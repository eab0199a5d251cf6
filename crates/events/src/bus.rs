//! In-process event bus backed by a `tokio::sync::broadcast` channel.
//!
//! [`EventBus`] is the central publish/subscribe hub for [`PlatformEvent`]s.
//! It is designed to be shared via `Arc<EventBus>` across the application.

use chrono::{DateTime, Utc};
use plantops_core::types::DbId;
use serde::{Deserialize, Serialize};
use tokio::sync::broadcast;

// ---------------------------------------------------------------------------
// Event names
// ---------------------------------------------------------------------------

pub const EVENT_MEASUREMENT_RECORDED: &str = "runtime.measurement_recorded";
pub const EVENT_WORK_ORDER_GENERATED: &str = "work_order.generated";
pub const EVENT_WORK_ORDER_REQUESTED: &str = "work_order.requested";
pub const EVENT_WORK_ORDER_STATUS_CHANGED: &str = "work_order.status_changed";
pub const EVENT_FORM_PUBLISHED: &str = "form.published";
pub const EVENT_FORM_VERSION_DEACTIVATED: &str = "form.version_deactivated";
pub const EVENT_EXECUTION_STARTED: &str = "form_execution.started";
pub const EVENT_EXECUTION_COMPLETED: &str = "form_execution.completed";
pub const EVENT_EXECUTION_CANCELLED: &str = "form_execution.cancelled";

// ---------------------------------------------------------------------------
// PlatformEvent
// ---------------------------------------------------------------------------

/// An audit event that occurred on the platform.
///
/// Constructed via [`PlatformEvent::new`] and enriched with the builder
/// methods [`with_subject`](PlatformEvent::with_subject),
/// [`with_actor`](PlatformEvent::with_actor),
/// [`with_transition`](PlatformEvent::with_transition), and
/// [`with_payload`](PlatformEvent::with_payload).
#[derive(Debug, Clone, Serialize, Deserialize)]
pub struct PlatformEvent {
    /// Dot-separated event name, e.g. `"work_order.generated"`.
    pub event_type: String,

    /// Optional subject entity kind (e.g. `"work_order"`, `"form"`).
    pub subject_type: Option<String>,

    /// Optional subject entity database id.
    pub subject_id: Option<DbId>,

    /// Optional id of the user that triggered the event.
    pub actor_id: Option<DbId>,

    /// Status name before a lifecycle transition.
    pub before_state: Option<String>,

    /// Status name after a lifecycle transition.
    pub after_state: Option<String>,

    /// Free-form JSON payload carrying event-specific data.
    pub payload: serde_json::Value,

    /// When the event was created (UTC).
    pub timestamp: DateTime<Utc>,
}

impl PlatformEvent {
    /// Create a new event with only the required `event_type`.
    ///
    /// All optional fields default to `None` / empty object.
    pub fn new(event_type: impl Into<String>) -> Self {
        Self {
            event_type: event_type.into(),
            subject_type: None,
            subject_id: None,
            actor_id: None,
            before_state: None,
            after_state: None,
            payload: serde_json::Value::Object(Default::default()),
            timestamp: Utc::now(),
        }
    }

    /// Attach a subject entity to the event.
    pub fn with_subject(mut self, subject_type: impl Into<String>, subject_id: DbId) -> Self {
        self.subject_type = Some(subject_type.into());
        self.subject_id = Some(subject_id);
        self
    }

    /// Attach the acting user to the event.
    pub fn with_actor(mut self, actor_id: DbId) -> Self {
        self.actor_id = Some(actor_id);
        self
    }

    /// Record a lifecycle transition's before/after state names.
    pub fn with_transition(
        mut self,
        before: impl Into<String>,
        after: impl Into<String>,
    ) -> Self {
        self.before_state = Some(before.into());
        self.after_state = Some(after.into());
        self
    }

    /// Set the JSON payload for the event.
    pub fn with_payload(mut self, payload: serde_json::Value) -> Self {
        self.payload = payload;
        self
    }
}

// ---------------------------------------------------------------------------
// EventBus
// ---------------------------------------------------------------------------

/// Default buffer capacity for the broadcast channel.
const DEFAULT_CAPACITY: usize = 1024;

/// In-process fan-out event bus.
///
/// Wraps a [`broadcast::Sender`] so that any number of subscribers can
/// independently receive every published [`PlatformEvent`].
pub struct EventBus {
    sender: broadcast::Sender<PlatformEvent>,
}

impl EventBus {
    /// Create a bus with a specific channel capacity.
    ///
    /// When the buffer is full, the oldest un-consumed messages are dropped
    /// and slow receivers will observe a `RecvError::Lagged`.
    pub fn new(capacity: usize) -> Self {
        let (sender, _) = broadcast::channel(capacity);
        Self { sender }
    }

    /// Publish an event to all current subscribers.
    ///
    /// If there are no active subscribers the event is silently dropped.
    /// The persistence layer (when subscribed) ensures database capture.
    pub fn publish(&self, event: PlatformEvent) {
        // Ignore the SendError — it only means there are zero receivers.
        let _ = self.sender.send(event);
    }

    /// Subscribe to all future events.
    pub fn subscribe(&self) -> broadcast::Receiver<PlatformEvent> {
        self.sender.subscribe()
    }

    /// Number of active subscribers.
    pub fn subscriber_count(&self) -> usize {
        self.sender.receiver_count()
    }
}

impl Default for EventBus {
    fn default() -> Self {
        Self::new(DEFAULT_CAPACITY)
    }
}
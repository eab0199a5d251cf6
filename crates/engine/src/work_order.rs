//! Work order lifecycle service (PRD-07).

use chrono::Utc;
use plantops_core::types::DbId;
use plantops_core::work_order::{
    state_machine, validate_category_for_discipline, WorkOrderSource,
};
use plantops_db::models::status::{StatusId, WorkOrderStatus};
use plantops_db::models::work_order::{CreateWorkOrder, WorkOrder};
use plantops_db::repositories::{AssetRepo, RoutineRepo, WorkOrderRepo, WorkOrderTypeRepo};
use plantops_events::bus::{EVENT_WORK_ORDER_REQUESTED, EVENT_WORK_ORDER_STATUS_CHANGED};
use plantops_events::{EventBus, PlatformEvent};
use serde_json::json;
use sqlx::PgPool;

use crate::error::{EngineError, EngineResult};

/// Input for a manually requested work order.
#[derive(Debug, Clone)]
pub struct ManualWorkOrderRequest {
    pub asset_id: DbId,
    pub requested_by: DbId,
    pub work_order_type_id: Option<DbId>,
    pub priority: Option<i32>,
    pub discipline: String,
    pub category: String,
    pub title: String,
    pub description: Option<String>,
}

/// Create a manually requested work order.
///
/// Creation-time validation fails fast, before any write: the
/// discipline/category pair must be compatible, and when a work order type
/// is given its category must also be legal for the discipline.
pub async fn create_manual(
    pool: &PgPool,
    bus: &EventBus,
    request: &ManualWorkOrderRequest,
) -> EngineResult<WorkOrder> {
    validate_category_for_discipline(&request.discipline, &request.category)
        .map_err(EngineError::validation)?;

    if let Some(type_id) = request.work_order_type_id {
        let wo_type = WorkOrderTypeRepo::find_by_id(pool, type_id)
            .await?
            .ok_or_else(|| EngineError::not_found("work_order_type", type_id))?;
        validate_category_for_discipline(&request.discipline, &wo_type.category)
            .map_err(EngineError::validation)?;
    }

    if AssetRepo::find_by_id(pool, request.asset_id).await?.is_none() {
        return Err(EngineError::not_found("asset", request.asset_id));
    }

    let order = WorkOrderRepo::create(
        pool,
        &CreateWorkOrder {
            asset_id: request.asset_id,
            source: WorkOrderSource::Manual {
                requested_by: request.requested_by,
            },
            work_order_type_id: request.work_order_type_id,
            status_id: None,
            priority: request.priority,
            discipline: request.discipline.clone(),
            category: request.category.clone(),
            title: request.title.clone(),
            description: request.description.clone(),
            form_snapshot: None,
            requested_by: Some(request.requested_by),
        },
    )
    .await?;

    bus.publish(
        PlatformEvent::new(EVENT_WORK_ORDER_REQUESTED)
            .with_subject("work_order", order.id)
            .with_actor(request.requested_by)
            .with_payload(json!({
                "asset_id": order.asset_id,
                "discipline": order.discipline,
                "category": order.category,
            })),
    );

    Ok(order)
}

/// Move a work order to a new status.
///
/// The edge is validated against the fixed adjacency table; an illegal edge
/// is a state conflict and the row is left untouched. Legal edges stamp the
/// matching actor/timestamp columns through a compare-and-set update, so a
/// concurrent transition also surfaces as a conflict rather than a silent
/// double-apply. Completing a routine-sourced order records the routine's
/// execution baseline in the same transaction.
pub async fn transition(
    pool: &PgPool,
    bus: &EventBus,
    work_order_id: DbId,
    to: WorkOrderStatus,
    actor: Option<DbId>,
) -> EngineResult<WorkOrder> {
    let order = WorkOrderRepo::find_by_id(pool, work_order_id)
        .await?
        .ok_or_else(|| EngineError::not_found("work_order", work_order_id))?;

    let from: StatusId = order.status_id;
    state_machine::validate_transition(from, to.id()).map_err(EngineError::state_conflict)?;

    let mut tx = pool.begin().await?;
    let updated = WorkOrderRepo::transition(&mut tx, work_order_id, from, to.id(), actor)
        .await?
        .ok_or_else(|| {
            EngineError::state_conflict(format!(
                "Work order {work_order_id} is no longer in status {}",
                state_machine::status_name(from)
            ))
        })?;

    if to == WorkOrderStatus::Completed {
        if let Ok(WorkOrderSource::Routine { routine_id }) = updated.source() {
            let runtime = plantops_db::repositories::RuntimeMeasurementRepo::current_runtime_hours(
                pool,
                updated.asset_id,
            )
            .await?;
            RoutineRepo::record_completion(&mut tx, routine_id, runtime, Utc::now()).await?;
        }
    }
    tx.commit().await?;

    let mut event = PlatformEvent::new(EVENT_WORK_ORDER_STATUS_CHANGED)
        .with_subject("work_order", updated.id)
        .with_transition(
            state_machine::status_name(from),
            state_machine::status_name(updated.status_id),
        );
    if let Some(actor) = actor {
        event = event.with_actor(actor);
    }
    bus.publish(event);

    tracing::info!(
        work_order_id = updated.id,
        from = state_machine::status_name(from),
        to = state_machine::status_name(updated.status_id),
        "Work order transitioned"
    );
    Ok(updated)
}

· · · · ·

■ PROBLEM TO WORK ON ■
In the listing above, find each line with the word "CreateWorkOrder" and copy it.

■ FINISHED EXERCISE ■
use plantops_db::models::work_order::{CreateWorkOrder, WorkOrder};
        &CreateWorkOrder {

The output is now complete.